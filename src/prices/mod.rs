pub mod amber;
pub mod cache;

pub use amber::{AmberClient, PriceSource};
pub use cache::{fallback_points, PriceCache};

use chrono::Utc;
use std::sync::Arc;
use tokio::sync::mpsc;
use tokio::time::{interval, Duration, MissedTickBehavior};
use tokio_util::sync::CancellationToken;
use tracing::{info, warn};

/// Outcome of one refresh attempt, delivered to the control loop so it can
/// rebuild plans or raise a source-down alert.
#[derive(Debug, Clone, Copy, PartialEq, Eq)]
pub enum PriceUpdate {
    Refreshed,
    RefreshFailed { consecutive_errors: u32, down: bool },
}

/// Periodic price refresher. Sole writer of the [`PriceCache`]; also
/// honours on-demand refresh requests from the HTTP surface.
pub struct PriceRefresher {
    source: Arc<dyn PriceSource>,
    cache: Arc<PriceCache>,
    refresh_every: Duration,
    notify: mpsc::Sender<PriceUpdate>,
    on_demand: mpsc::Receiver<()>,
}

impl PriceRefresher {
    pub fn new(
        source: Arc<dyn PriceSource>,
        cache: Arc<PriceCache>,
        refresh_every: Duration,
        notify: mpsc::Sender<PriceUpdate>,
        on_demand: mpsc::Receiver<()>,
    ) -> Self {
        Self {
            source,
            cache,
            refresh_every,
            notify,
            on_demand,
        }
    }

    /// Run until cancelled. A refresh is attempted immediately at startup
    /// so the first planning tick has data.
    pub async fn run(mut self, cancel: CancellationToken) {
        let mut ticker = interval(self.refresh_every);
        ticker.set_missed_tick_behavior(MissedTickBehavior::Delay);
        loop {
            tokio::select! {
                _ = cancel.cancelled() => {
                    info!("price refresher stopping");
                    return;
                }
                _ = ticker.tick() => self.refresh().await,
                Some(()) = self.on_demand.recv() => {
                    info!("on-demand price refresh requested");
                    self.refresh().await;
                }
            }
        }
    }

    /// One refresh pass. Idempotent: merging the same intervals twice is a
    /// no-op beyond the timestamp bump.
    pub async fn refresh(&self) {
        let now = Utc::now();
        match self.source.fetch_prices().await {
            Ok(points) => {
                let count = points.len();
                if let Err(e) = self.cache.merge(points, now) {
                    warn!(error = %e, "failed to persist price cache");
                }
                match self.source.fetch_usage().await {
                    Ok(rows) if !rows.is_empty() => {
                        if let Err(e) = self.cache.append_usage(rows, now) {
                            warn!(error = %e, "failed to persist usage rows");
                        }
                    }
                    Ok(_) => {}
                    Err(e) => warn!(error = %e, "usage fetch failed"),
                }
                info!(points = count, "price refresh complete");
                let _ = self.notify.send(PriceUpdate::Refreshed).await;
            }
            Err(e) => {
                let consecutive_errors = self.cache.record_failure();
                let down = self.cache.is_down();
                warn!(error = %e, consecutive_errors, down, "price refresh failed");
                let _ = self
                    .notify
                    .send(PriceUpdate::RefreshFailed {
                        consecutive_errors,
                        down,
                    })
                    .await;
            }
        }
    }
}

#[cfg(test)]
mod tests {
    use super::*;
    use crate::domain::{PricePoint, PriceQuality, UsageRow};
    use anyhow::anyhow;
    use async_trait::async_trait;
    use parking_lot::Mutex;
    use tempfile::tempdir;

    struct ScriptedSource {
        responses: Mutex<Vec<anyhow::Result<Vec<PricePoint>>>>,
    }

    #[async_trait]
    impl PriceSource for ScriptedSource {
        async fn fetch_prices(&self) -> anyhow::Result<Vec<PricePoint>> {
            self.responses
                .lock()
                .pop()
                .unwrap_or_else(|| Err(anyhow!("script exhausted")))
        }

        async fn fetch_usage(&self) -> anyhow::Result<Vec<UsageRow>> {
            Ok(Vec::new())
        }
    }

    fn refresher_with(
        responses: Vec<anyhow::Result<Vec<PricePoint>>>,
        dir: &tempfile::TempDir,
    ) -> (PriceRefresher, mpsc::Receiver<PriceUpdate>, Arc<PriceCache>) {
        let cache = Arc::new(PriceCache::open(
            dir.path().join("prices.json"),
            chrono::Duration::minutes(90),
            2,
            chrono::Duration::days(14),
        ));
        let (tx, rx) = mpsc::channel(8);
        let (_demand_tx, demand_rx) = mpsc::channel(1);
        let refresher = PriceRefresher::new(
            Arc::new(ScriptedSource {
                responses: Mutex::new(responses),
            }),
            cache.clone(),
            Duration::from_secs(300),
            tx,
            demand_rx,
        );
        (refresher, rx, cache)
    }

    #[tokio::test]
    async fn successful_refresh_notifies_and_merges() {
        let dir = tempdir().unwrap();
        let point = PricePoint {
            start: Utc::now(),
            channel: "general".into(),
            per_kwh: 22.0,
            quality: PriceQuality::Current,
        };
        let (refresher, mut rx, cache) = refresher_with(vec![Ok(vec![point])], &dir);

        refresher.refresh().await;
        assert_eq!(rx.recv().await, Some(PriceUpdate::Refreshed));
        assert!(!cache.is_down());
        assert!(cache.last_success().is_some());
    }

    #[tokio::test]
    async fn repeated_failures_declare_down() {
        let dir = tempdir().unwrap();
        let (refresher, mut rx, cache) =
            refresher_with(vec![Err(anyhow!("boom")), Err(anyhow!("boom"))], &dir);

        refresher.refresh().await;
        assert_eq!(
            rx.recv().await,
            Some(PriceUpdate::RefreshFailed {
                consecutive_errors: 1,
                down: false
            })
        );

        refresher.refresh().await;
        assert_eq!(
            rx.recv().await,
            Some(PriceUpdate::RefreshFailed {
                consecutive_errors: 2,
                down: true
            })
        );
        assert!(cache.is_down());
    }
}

Work task:
In full and without alteration, write out each record.

Result for this exercise:
filename src/prices/mod.rs
pub mod amber;
pub mod cache;

pub use amber::{AmberClient, PriceSource};
pub use cache::{fallback_points, PriceCache};

use chrono::Utc;
use std::sync::Arc;
use tokio::sync::mpsc;
use tokio::time::{interval, Duration, MissedTickBehavior};
use tokio_util::sync::CancellationToken;
use tracing::{info, warn};

/// Outcome of one refresh attempt, delivered to the control loop so it can
/// rebuild plans or raise a source-down alert.
#[derive(Debug, Clone, Copy, PartialEq, Eq)]
pub enum PriceUpdate {
    Refreshed,
    RefreshFailed { consecutive_errors: u32, down: bool },
}

/// Periodic price refresher. Sole writer of the [`PriceCache`]; also
/// honours on-demand refresh requests from the HTTP surface.
pub struct PriceRefresher {
    source: Arc<dyn PriceSource>,
    cache: Arc<PriceCache>,
    refresh_every: Duration,
    notify: mpsc::Sender<PriceUpdate>,
    on_demand: mpsc::Receiver<()>,
}

impl PriceRefresher {
    pub fn new(
        source: Arc<dyn PriceSource>,
        cache: Arc<PriceCache>,
        refresh_every: Duration,
        notify: mpsc::Sender<PriceUpdate>,
        on_demand: mpsc::Receiver<()>,
    ) -> Self {
        Self {
            source,
            cache,
            refresh_every,
            notify,
            on_demand,
        }
    }

    /// Run until cancelled. A refresh is attempted immediately at startup
    /// so the first planning tick has data.
    pub async fn run(mut self, cancel: CancellationToken) {
        let mut ticker = interval(self.refresh_every);
        ticker.set_missed_tick_behavior(MissedTickBehavior::Delay);
        loop {
            tokio::select! {
                _ = cancel.cancelled() => {
                    info!("price refresher stopping");
                    return;
                }
                _ = ticker.tick() => self.refresh().await,
                Some(()) = self.on_demand.recv() => {
                    info!("on-demand price refresh requested");
                    self.refresh().await;
                }
            }
        }
    }

    /// One refresh pass. Idempotent: merging the same intervals twice is a
    /// no-op beyond the timestamp bump.
    pub async fn refresh(&self) {
        let now = Utc::now();
        match self.source.fetch_prices().await {
            Ok(points) => {
                let count = points.len();
                if let Err(e) = self.cache.merge(points, now) {
                    warn!(error = %e, "failed to persist price cache");
                }
                match self.source.fetch_usage().await {
                    Ok(rows) if !rows.is_empty() => {
                        if let Err(e) = self.cache.append_usage(rows, now) {
                            warn!(error = %e, "failed to persist usage rows");
                        }
                    }
                    Ok(_) => {}
                    Err(e) => warn!(error = %e, "usage fetch failed"),
                }
                info!(points = count, "price refresh complete");
                let _ = self.notify.send(PriceUpdate::Refreshed).await;
            }
            Err(e) => {
                let consecutive_errors = self.cache.record_failure();
                let down = self.cache.is_down();
                warn!(error = %e, consecutive_errors, down, "price refresh failed");
                let _ = self
                    .notify
                    .send(PriceUpdate::RefreshFailed {
                        consecutive_errors,
                        down,
                    })
                    .await;
            }
        }
    }
}

#[cfg(test)]
mod tests {
    use super::*;
    use crate::domain::{PricePoint, PriceQuality, UsageRow};
    use anyhow::anyhow;
    use async_trait::async_trait;
    use parking_lot::Mutex;
    use tempfile::tempdir;

    struct ScriptedSource {
        responses: Mutex<Vec<anyhow::Result<Vec<PricePoint>>>>,
    }

    #[async_trait]
    impl PriceSource for ScriptedSource {
        async fn fetch_prices(&self) -> anyhow::Result<Vec<PricePoint>> {
            self.responses
                .lock()
                .pop()
                .unwrap_or_else(|| Err(anyhow!("script exhausted")))
        }

        async fn fetch_usage(&self) -> anyhow::Result<Vec<UsageRow>> {
            Ok(Vec::new())
        }
    }

    fn refresher_with(
        responses: Vec<anyhow::Result<Vec<PricePoint>>>,
        dir: &tempfile::TempDir,
    ) -> (PriceRefresher, mpsc::Receiver<PriceUpdate>, Arc<PriceCache>) {
        let cache = Arc::new(PriceCache::open(
            dir.path().join("prices.json"),
            chrono::Duration::minutes(90),
            2,
            chrono::Duration::days(14),
        ));
        let (tx, rx) = mpsc::channel(8);
        let (_demand_tx, demand_rx) = mpsc::channel(1);
        let refresher = PriceRefresher::new(
            Arc::new(ScriptedSource {
                responses: Mutex::new(responses),
            }),
            cache.clone(),
            Duration::from_secs(300),
            tx,
            demand_rx,
        );
        (refresher, rx, cache)
    }

    #[tokio::test]
    async fn successful_refresh_notifies_and_merges() {
        let dir = tempdir().unwrap();
        let point = PricePoint {
            start: Utc::now(),
            channel: "general".into(),
            per_kwh: 22.0,
            quality: PriceQuality::Current,
        };
        let (refresher, mut rx, cache) = refresher_with(vec![Ok(vec![point])], &dir);

        refresher.refresh().await;
        assert_eq!(rx.recv().await, Some(PriceUpdate::Refreshed));
        assert!(!cache.is_down());
        assert!(cache.last_success().is_some());
    }

    #[tokio::test]
    async fn repeated_failures_declare_down() {
        let dir = tempdir().unwrap();
        let (refresher, mut rx, cache) =
            refresher_with(vec![Err(anyhow!("boom")), Err(anyhow!("boom"))], &dir);

        refresher.refresh().await;
        assert_eq!(
            rx.recv().await,
            Some(PriceUpdate::RefreshFailed {
                consecutive_errors: 1,
                down: false
            })
        );

        refresher.refresh().await;
        assert_eq!(
            rx.recv().await,
            Some(PriceUpdate::RefreshFailed {
                consecutive_errors: 2,
                down: true
            })
        );
        assert!(cache.is_down());
    }
}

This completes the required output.